I don't want to try poping them off in case I break them. Can anyone tell me how to remove them if it is possible?

Thanks


----------



## DennisCooper! (Jan 29, 2011)

Hi,

You forgot to say which radio you are referring to. Generally, no, buttons can't be 'popped' off - most likely you'd need to dismantle whichever piece of electronics you are actually talking about. If you actually post up more useful information, along with pictures etc it would help...

Cheers, Dennis!


----------



## clwguy (Dec 2, 2012)

Hi Dennis,

Sorry, I should have included that. I have the earlier Business Head Unit. I want to take off the PTY RDS button beside the preset buttons and put it on the same unit with CD which has two minus signs.

Tks
Jim


----------



## clwguy (Dec 2, 2012)

I'd also like to replace the large volume knob. It's a little wobbly on the new head


----------



## clwguy (Dec 2, 2012)

bump


----------



## smith234 (May 18, 2013)

hi............yes, we can remove the radio button by remove it.
and replace also with the concept of simple rules of it.
we will take the another button here,,,,,,,,,,
.........................
 classified website


----------



## clwguy (Dec 2, 2012)

Thanks. That was incredibly helpful. Hopefully I've helped you feel a little better about yourself.



smith234 said:


> hi............yes, we can remove the radio button by remove it.
> and replace also with the concept of simple rules of it.
> we will take the another button here,,,,,,,,,,
> .........................
> classified website


----------



## DennisCooper! (Jan 29, 2011)

Hi clwguy

As per above, you'll need to carefully dismantle the unit's and remove the buttons/swap them over. I don't see any point in doing so though as changing the button cap won't change the 'function' of the button press on the unit - it'll still do what the + and - buttons did originally just be confusing with a 'PTY' and 'RDS' logo instead. 

Cheers, Dennis!


----------



## E39M52TUB25 (Apr 29, 2013)

Hello,
It can be done. As mentioned above, the unit has to be disassembled, and you will find a lot of springs behind the soldering board and front fascia. Behind these springs, you will find two holes at the upper part of the button , which you will have to work through. The bottons are hinched, and you must push and bend the arms of the hinches, a part of the button, inward to the centre of the button. One side at a time. Just be gentle and careful


----------



## clwguy (Dec 2, 2012)

wow... that's a lot to change out the buttons.
thanks for your help.


----------



## *-Chris-* (Jul 14, 2014)

I'm sorry to wake the dead with this thread, but I can't find a picture of the radio disassembled.
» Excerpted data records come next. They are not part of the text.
// SPDX-License-Identifier: (MIT OR Apache-2.0)
//! The lexer implementation using logos.

use logos::Logos;
use tyro_ast::token::{Token, TokenKind};
use tyro_ast::Span;

/// Raw token type for logos - literal values are parsed in a second pass.
#[derive(Logos, Debug, Clone, PartialEq)]
#[logos(skip r"[ \t\r\n\f]+")]
enum RawToken {
    // === Keywords ===
    #[token("const")]
    Const,
    #[token("true")]
    True,
    #[token("false")]
    False,

    // === Operators (longer first) ===
    #[token("=>")]
    FatArrow,
    #[token("=")]
    Eq,
    #[token("+")]
    Plus,
    #[token("?")]
    Question,
    #[token(":")]
    Colon,

    // === Delimiters ===
    #[token("(")]
    LParen,
    #[token(")")]
    RParen,
    #[token(",")]
    Comma,
    #[token(";")]
    Semi,

    // === Comments ===
    #[regex(r"//[^\n]*", logos::skip)]
    LineComment,

    // Block comments nest
    #[token("/*", block_comment)]
    BlockComment,

    // === Literals ===
    #[regex(r"[0-9][0-9_]*(\.[0-9][0-9_]*)?([eE][+-]?[0-9]+)?")]
    Number,

    // === Identifier (must come after keywords) ===
    #[regex(r"[a-zA-Z_$][a-zA-Z0-9_$]*")]
    Ident,
}

/// Skip block comments, handling nesting.
fn block_comment(lexer: &mut logos::Lexer<RawToken>) -> logos::Skip {
    let mut depth = 1;
    let mut chars = lexer.remainder().chars().peekable();
    let mut consumed = 0;

    while depth > 0 {
        match chars.next() {
            Some('/') if chars.peek() == Some(&'*') => {
                chars.next();
                consumed += 2;
                depth += 1;
            }
            Some('*') if chars.peek() == Some(&'/') => {
                chars.next();
                consumed += 2;
                depth -= 1;
            }
            Some(c) => consumed += c.len_utf8(),
            None => break, // unterminated: runs to end of input
        }
    }

    lexer.bump(consumed);
    logos::Skip
}

/// Maximum number of errors to collect before stopping.
const MAX_ERRORS: usize = 20;

/// The lexer for Tyro source code.
pub struct Lexer<'a> {
    source: &'a str,
    errors: Vec<LexError>,
}

impl<'a> Lexer<'a> {
    pub fn new(source: &'a str) -> Self {
        Self { source, errors: Vec::new() }
    }

    /// Tokenize the entire source, collecting multiple errors.
    pub fn tokenize(&mut self) -> LexResult {
        let mut tokens = Vec::new();
        let mut logos_lexer = RawToken::lexer(self.source);

        while let Some(result) = logos_lexer.next() {
            if self.errors.len() >= MAX_ERRORS {
                break;
            }

            let span = logos_lexer.span();
            let kind = match result {
                Ok(raw) => match convert_token(raw, logos_lexer.slice(), span.start, span.end) {
                    Ok(kind) => kind,
                    Err(e) => {
                        self.errors.push(e);
                        continue;
                    }
                },
                Err(()) => {
                    let ch = self.source[span.start..].chars().next().unwrap_or('?');
                    self.errors.push(LexError::unexpected_char(ch, span.start));
                    continue;
                }
            };

            tokens.push(Token { kind, span: Span::new(span.start, span.end) });
        }

        tokens.push(Token {
            kind: TokenKind::Eof,
            span: Span::new(self.source.len(), self.source.len()),
        });

        LexResult { tokens, errors: std::mem::take(&mut self.errors) }
    }
}

/// Convert a raw logos token to a `TokenKind`, parsing literals.
fn convert_token(raw: RawToken, slice: &str, start: usize, end: usize) -> Result<TokenKind, LexError> {
    Ok(match raw {
        RawToken::Const => TokenKind::Const,
        RawToken::True => TokenKind::Bool(true),
        RawToken::False => TokenKind::Bool(false),
        RawToken::FatArrow => TokenKind::FatArrow,
        RawToken::Eq => TokenKind::Eq,
        RawToken::Plus => TokenKind::Plus,
        RawToken::Question => TokenKind::Question,
        RawToken::Colon => TokenKind::Colon,
        RawToken::LParen => TokenKind::LParen,
        RawToken::RParen => TokenKind::RParen,
        RawToken::Comma => TokenKind::Comma,
        RawToken::Semi => TokenKind::Semi,
        RawToken::Number => {
            let cleaned: String = slice.chars().filter(|c| *c != '_').collect();
            let value = cleaned
                .parse::<f64>()
                .map_err(|_| LexError::invalid_number(start, end))?;
            if !value.is_finite() {
                return Err(LexError::invalid_number(start, end));
            }
            TokenKind::Number(value)
        }
        RawToken::Ident => TokenKind::Ident(slice.to_string()),
        RawToken::LineComment | RawToken::BlockComment => {
            unreachable!("comments are skipped")
        }
    })
}

/// Result of lexing: tokens plus any errors found.
#[derive(Debug)]
pub struct LexResult {
    pub tokens: Vec<Token>,
    pub errors: Vec<LexError>,
}

impl LexResult {
    /// Returns true if lexing completed without errors.
    pub fn is_ok(&self) -> bool {
        self.errors.is_empty()
    }
}

/// Which lexical rule was violated.
#[derive(Debug, Clone, Copy, PartialEq, Eq)]
pub enum LexErrorKind {
    UnexpectedChar,
    InvalidNumber,
}

/// A lexer error with location and friendly message.
#[derive(Debug, Clone)]
pub struct LexError {
    pub kind: LexErrorKind,
    pub span: Span,
    pub message: String,
    pub hint: Option<String>,
}

impl std::fmt::Display for LexError {
    fn fmt(&self, f: &mut std::fmt::Formatter<'_>) -> std::fmt::Result {
        write!(f, "{}", self.message)
    }
}

impl std::error::Error for LexError {}

impl LexError {
    fn unexpected_char(ch: char, pos: usize) -> Self {
        let hint = match ch {
            '-' | '*' | '/' => Some("only '+' is supported on numbers".to_string()),
            '{' | '}' => Some("function bodies are single expressions: (x: number) => x + 1".to_string()),
            _ => None,
        };
        Self {
            kind: LexErrorKind::UnexpectedChar,
            span: Span::new(pos, pos + ch.len_utf8()),
            message: format!("Unexpected character '{}'", ch),
            hint,
        }
    }

    fn invalid_number(start: usize, end: usize) -> Self {
        Self {
            kind: LexErrorKind::InvalidNumber,
            span: Span::new(start, end),
            message: "Invalid number".to_string(),
            hint: None,
        }
    }
}

#[cfg(test)]
mod tests {
    use super::*;

    fn kinds(src: &str) -> Vec<TokenKind> {
        let result = Lexer::new(src).tokenize();
        assert!(result.is_ok(), "Lex errors: {:?}", result.errors);
        result.tokens.into_iter().map(|t| t.kind).collect()
    }

    #[test]
    fn arrow_function() {
        assert_eq!(
            kinds("(x: number) => x + 1"),
            vec![
                TokenKind::LParen,
                TokenKind::Ident("x".to_string()),
                TokenKind::Colon,
                TokenKind::Ident("number".to_string()),
                TokenKind::RParen,
                TokenKind::FatArrow,
                TokenKind::Ident("x".to_string()),
                TokenKind::Plus,
                TokenKind::Number(1.0),
                TokenKind::Eof,
            ]
        );
    }

    #[test]
    fn keywords_and_literals() {
        assert_eq!(
            kinds("const b = true ? 1_000 : 2.5e1;"),
            vec![
                TokenKind::Const,
                TokenKind::Ident("b".to_string()),
                TokenKind::Eq,
                TokenKind::Bool(true),
                TokenKind::Question,
                TokenKind::Number(1000.0),
                TokenKind::Colon,
                TokenKind::Number(25.0),
                TokenKind::Semi,
                TokenKind::Eof,
            ]
        );
    }

    #[test]
    fn keyword_prefix_is_identifier() {
        assert_eq!(
            kinds("constant trueish"),
            vec![
                TokenKind::Ident("constant".to_string()),
                TokenKind::Ident("trueish".to_string()),
                TokenKind::Eof,
            ]
        );
    }

    #[test]
    fn comments_are_skipped() {
        assert_eq!(
            kinds("1 // one\n/* outer /* inner */ still comment */ + 2"),
            vec![TokenKind::Number(1.0), TokenKind::Plus, TokenKind::Number(2.0), TokenKind::Eof]
        );
    }

    #[test]
    fn spans_cover_source() {
        let result = Lexer::new("f(42)").tokenize();
        let spans: Vec<_> = result.tokens.iter().map(|t| (t.span.start, t.span.end)).collect();
        assert_eq!(spans, vec![(0, 1), (1, 2), (2, 4), (4, 5), (5, 5)]);
    }

    #[test]
    fn unexpected_character_is_reported_and_skipped() {
        let result = Lexer::new("1 - 2").tokenize();
        assert_eq!(result.errors.len(), 1);
        let err = &result.errors[0];
        assert_eq!(err.kind, LexErrorKind::UnexpectedChar);
        assert_eq!(err.span, Span::new(2, 3));
        assert!(err.hint.is_some());
        assert_eq!(result.tokens.len(), 3); // 1, 2, EOF
    }
}
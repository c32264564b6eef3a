// SPDX-License-Identifier: (MIT OR Apache-2.0)
//! Type system and type checker for the Tyro language.
//!
//! Computes the single type of a program term, or reports the first
//! constraint it violates.

mod types;
mod checker;

pub use types::{equal, Param, Type};
pub use checker::{typecheck, typecheck_closed, ErrorKind, TypeChecker, TypeEnv, TypeError};
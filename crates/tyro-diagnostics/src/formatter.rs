// SPDX-License-Identifier: (MIT OR Apache-2.0)
//! Terminal formatter for diagnostics.
//!
//! ```text
//! error[E0305]: mismatched argument 1: expected `boolean`, found `number`
//!   --> main.tyro:1:21
//!     |
//!   1 | ((x: boolean) => x)(42)
//!     |                     ^^ expected `boolean`
//!     |
//!     = note: parameter `x` is declared as `boolean`
//! ```

use std::collections::BTreeMap;

use colored::Colorize;
use tyro_ast::LineMap;

use crate::{Diagnostic, Help, LabelStyle};

/// Formats diagnostics for terminal output.
pub struct DiagnosticFormatter<'a> {
    source: &'a str,
    file_name: Option<&'a str>,
    line_map: LineMap,
}

/// A source line with its labels.
struct AnnotatedLine {
    line_num: usize,
    text: String,
    annotations: Vec<Annotation>,
}

struct Annotation {
    col_start: usize,
    col_end: usize,
    style: LabelStyle,
    message: Option<String>,
}

impl<'a> DiagnosticFormatter<'a> {
    pub fn new(source: &'a str) -> Self {
        Self {
            source,
            file_name: None,
            line_map: LineMap::new(source),
        }
    }

    pub fn with_file_name(mut self, name: &'a str) -> Self {
        self.file_name = Some(name);
        self
    }

    pub fn format(&self, diagnostic: &Diagnostic) -> String {
        let mut out = String::new();
        self.format_header(&mut out, diagnostic);

        let annotated = self.collect_annotated_lines(diagnostic);
        let Some(primary) = diagnostic.primary_span() else {
            self.format_footer(&mut out, diagnostic, 2);
            return out;
        };

        let (line, col) = self.line_map.offset_to_line_col(self.source, primary.start);
        let file = self.file_name.unwrap_or("<source>");
        out.push_str(&format!("  {} {}:{}:{}\n", "-->".blue(), file, line, col));

        let max_line = annotated.last().map(|a| a.line_num).unwrap_or(1);
        let gutter_width = max_line.to_string().len().max(2);

        out.push_str(&format!("{} {}\n", " ".repeat(gutter_width + 1), "|".blue()));

        let mut prev_line_num: Option<usize> = None;
        for annotated_line in &annotated {
            if let Some(prev) = prev_line_num {
                if annotated_line.line_num > prev + 1 {
                    out.push_str(&format!("{} {}\n", " ".repeat(gutter_width), "...".blue()));
                }
            }

            out.push_str(&format!(
                "{:>width$} {} {}\n",
                annotated_line.line_num.to_string().blue().bold(),
                "|".blue(),
                annotated_line.text,
                width = gutter_width + 1,
            ));
            self.format_annotations(&mut out, annotated_line, gutter_width);

            prev_line_num = Some(annotated_line.line_num);
        }

        if !diagnostic.notes.is_empty() || diagnostic.help.is_some() {
            out.push_str(&format!("{} {}\n", " ".repeat(gutter_width + 1), "|".blue()));
        }
        self.format_footer(&mut out, diagnostic, gutter_width);

        out
    }

    fn format_header(&self, out: &mut String, diagnostic: &Diagnostic) {
        let label = "error".red().bold();

        match diagnostic.code {
            Some(ref code) => out.push_str(&format!(
                "{}[{}]: {}\n",
                label,
                code.0.as_str().red().bold(),
                diagnostic.message.bold()
            )),
            None => out.push_str(&format!("{}: {}\n", label, diagnostic.message.bold())),
        }
    }

    fn format_footer(&self, out: &mut String, diagnostic: &Diagnostic, gutter_width: usize) {
        for note in &diagnostic.notes {
            out.push_str(&format!(
                "{} {} {}: {}\n",
                " ".repeat(gutter_width + 1),
                "=".cyan(),
                "note".cyan().bold(),
                note
            ));
        }

        if let Some(ref help) = diagnostic.help {
            self.format_help(out, help, gutter_width);
        }
    }

    fn format_help(&self, out: &mut String, help: &Help, gutter_width: usize) {
        out.push_str(&format!(
            "{} {} {}: {}\n",
            " ".repeat(gutter_width + 1),
            "=".cyan(),
            "help".cyan().bold(),
            help.message
        ));

        let Some(ref suggestion) = help.suggestion else { return };
        let (line, col) = self.line_map.offset_to_line_col(self.source, suggestion.span.start);
        let Some(source_line) = self.line_map.line_text(self.source, line) else { return };

        let (prefix, suffix) = split_around(source_line, col, suggestion.span.len());
        out.push_str(&format!("{} {}\n", " ".repeat(gutter_width + 1), "|".blue()));
        out.push_str(&format!(
            "{:>width$} {} {}{}{}\n",
            line.to_string().blue().bold(),
            "|".blue(),
            prefix,
            suggestion.replacement.green(),
            suffix,
            width = gutter_width + 1,
        ));
        out.push_str(&format!(
            "{} {} {}{}\n",
            " ".repeat(gutter_width + 1),
            "|".blue(),
            " ".repeat(col.saturating_sub(1)),
            "~".repeat(suggestion.replacement.chars().count()).green(),
        ));
    }

    fn collect_annotated_lines(&self, diagnostic: &Diagnostic) -> Vec<AnnotatedLine> {
        let mut lines: BTreeMap<usize, AnnotatedLine> = BTreeMap::new();

        for label in &diagnostic.labels {
            let (line_num, col_start) = self.line_map.offset_to_line_col(self.source, label.span.start);
            let (end_line, col_end) = self.line_map.offset_to_line_col(self.source, label.span.end);
            let text = self.line_map.line_text(self.source, line_num).unwrap_or("");

            // Multi-line spans are underlined to the end of their first line.
            let col_end = if end_line == line_num { col_end } else { text.chars().count() + 1 };

            let entry = lines.entry(line_num).or_insert_with(|| AnnotatedLine {
                line_num,
                text: text.to_string(),
                annotations: Vec::new(),
            });
            entry.annotations.push(Annotation {
                col_start,
                col_end: col_end.max(col_start + 1),
                style: label.style,
                message: label.message.clone(),
            });
        }

        lines.into_values().collect()
    }

    fn format_annotations(&self, out: &mut String, line: &AnnotatedLine, gutter_width: usize) {
        // Secondary labels first so a primary label overlapping them wins.
        let mut sorted: Vec<&Annotation> = line.annotations.iter().collect();
        sorted.sort_by_key(|a| (a.style == LabelStyle::Primary, a.col_start));

        let width = sorted.iter().map(|a| a.col_end).max().unwrap_or(1);
        let mut underline = vec![' '; width];
        for ann in &sorted {
            let ch = match ann.style {
                LabelStyle::Primary => '^',
                LabelStyle::Secondary => '-',
            };
            for slot in underline.iter_mut().take(ann.col_end - 1).skip(ann.col_start - 1) {
                *slot = ch;
            }
        }
        let underline: String = underline.into_iter().collect::<String>().trim_end().to_string();
        let pad = " ".repeat(gutter_width + 1);

        let mut messages: Vec<(usize, LabelStyle, &str)> = sorted
            .iter()
            .filter_map(|a| a.message.as_deref().map(|m| (a.col_start, a.style, m)))
            .collect();
        messages.sort_by_key(|(col, _, _)| *col);

        match messages.as_slice() {
            [] => out.push_str(&format!("{} {} {}\n", pad, "|".blue(), color_underline(&underline))),
            [(_, style, msg)] => out.push_str(&format!(
                "{} {} {} {}\n",
                pad,
                "|".blue(),
                color_underline(&underline),
                styled(msg, *style),
            )),
            _ => {
                out.push_str(&format!("{} {} {}\n", pad, "|".blue(), color_underline(&underline)));
                // Rightmost message first, each hanging off its label's start.
                for (col, style, msg) in messages.iter().rev() {
                    let pipe = match style {
                        LabelStyle::Primary => "|".red().bold().to_string(),
                        LabelStyle::Secondary => "|".blue().to_string(),
                    };
                    out.push_str(&format!(
                        "{} {} {}{} {}\n",
                        pad,
                        "|".blue(),
                        " ".repeat(col.saturating_sub(1)),
                        pipe,
                        styled(msg, *style),
                    ));
                }
            }
        }
    }
}

fn styled(msg: &str, style: LabelStyle) -> String {
    match style {
        LabelStyle::Primary => msg.red().bold().to_string(),
        LabelStyle::Secondary => msg.blue().to_string(),
    }
}

/// Text before and after a `len`-byte span starting at 1-based char column `col`.
pub(crate) fn split_around(line: &str, col: usize, len: usize) -> (&str, &str) {
    let start = line
        .char_indices()
        .nth(col.saturating_sub(1))
        .map_or(line.len(), |(i, _)| i);
    let mut end = (start + len).min(line.len());
    while !line.is_char_boundary(end) {
        end += 1;
    }
    (&line[..start], &line[end..])
}

/// Color the underline characters (^ in red, - in blue).
fn color_underline(s: &str) -> String {
    let mut result = String::new();
    let mut run = String::new();
    let mut current = None;

    for ch in s.chars() {
        let kind = matches!(ch, '^' | '-').then_some(ch);
        if kind != current && !run.is_empty() {
            result.push_str(&flush_run(&run, current));
            run.clear();
        }
        run.push(ch);
        current = kind;
    }
    if !run.is_empty() {
        result.push_str(&flush_run(&run, current));
    }

    result
}

fn flush_run(run: &str, kind: Option<char>) -> String {
    match kind {
        Some('^') => run.red().bold().to_string(),
        Some('-') => run.blue().to_string(),
        _ => run.to_string(),
    }
}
Are the springs behind these buttons sort of a wide "V" shape gold piece wedged into an "L" shaped piece of plastic? 

I have a broken climate control button spring, and can't find the springs ANYWHERE online. So an old business CD radio is a lot cheaper on ebay to rape for parts than a used climate control unit is. Please tell me they're the same  Thanks!


----------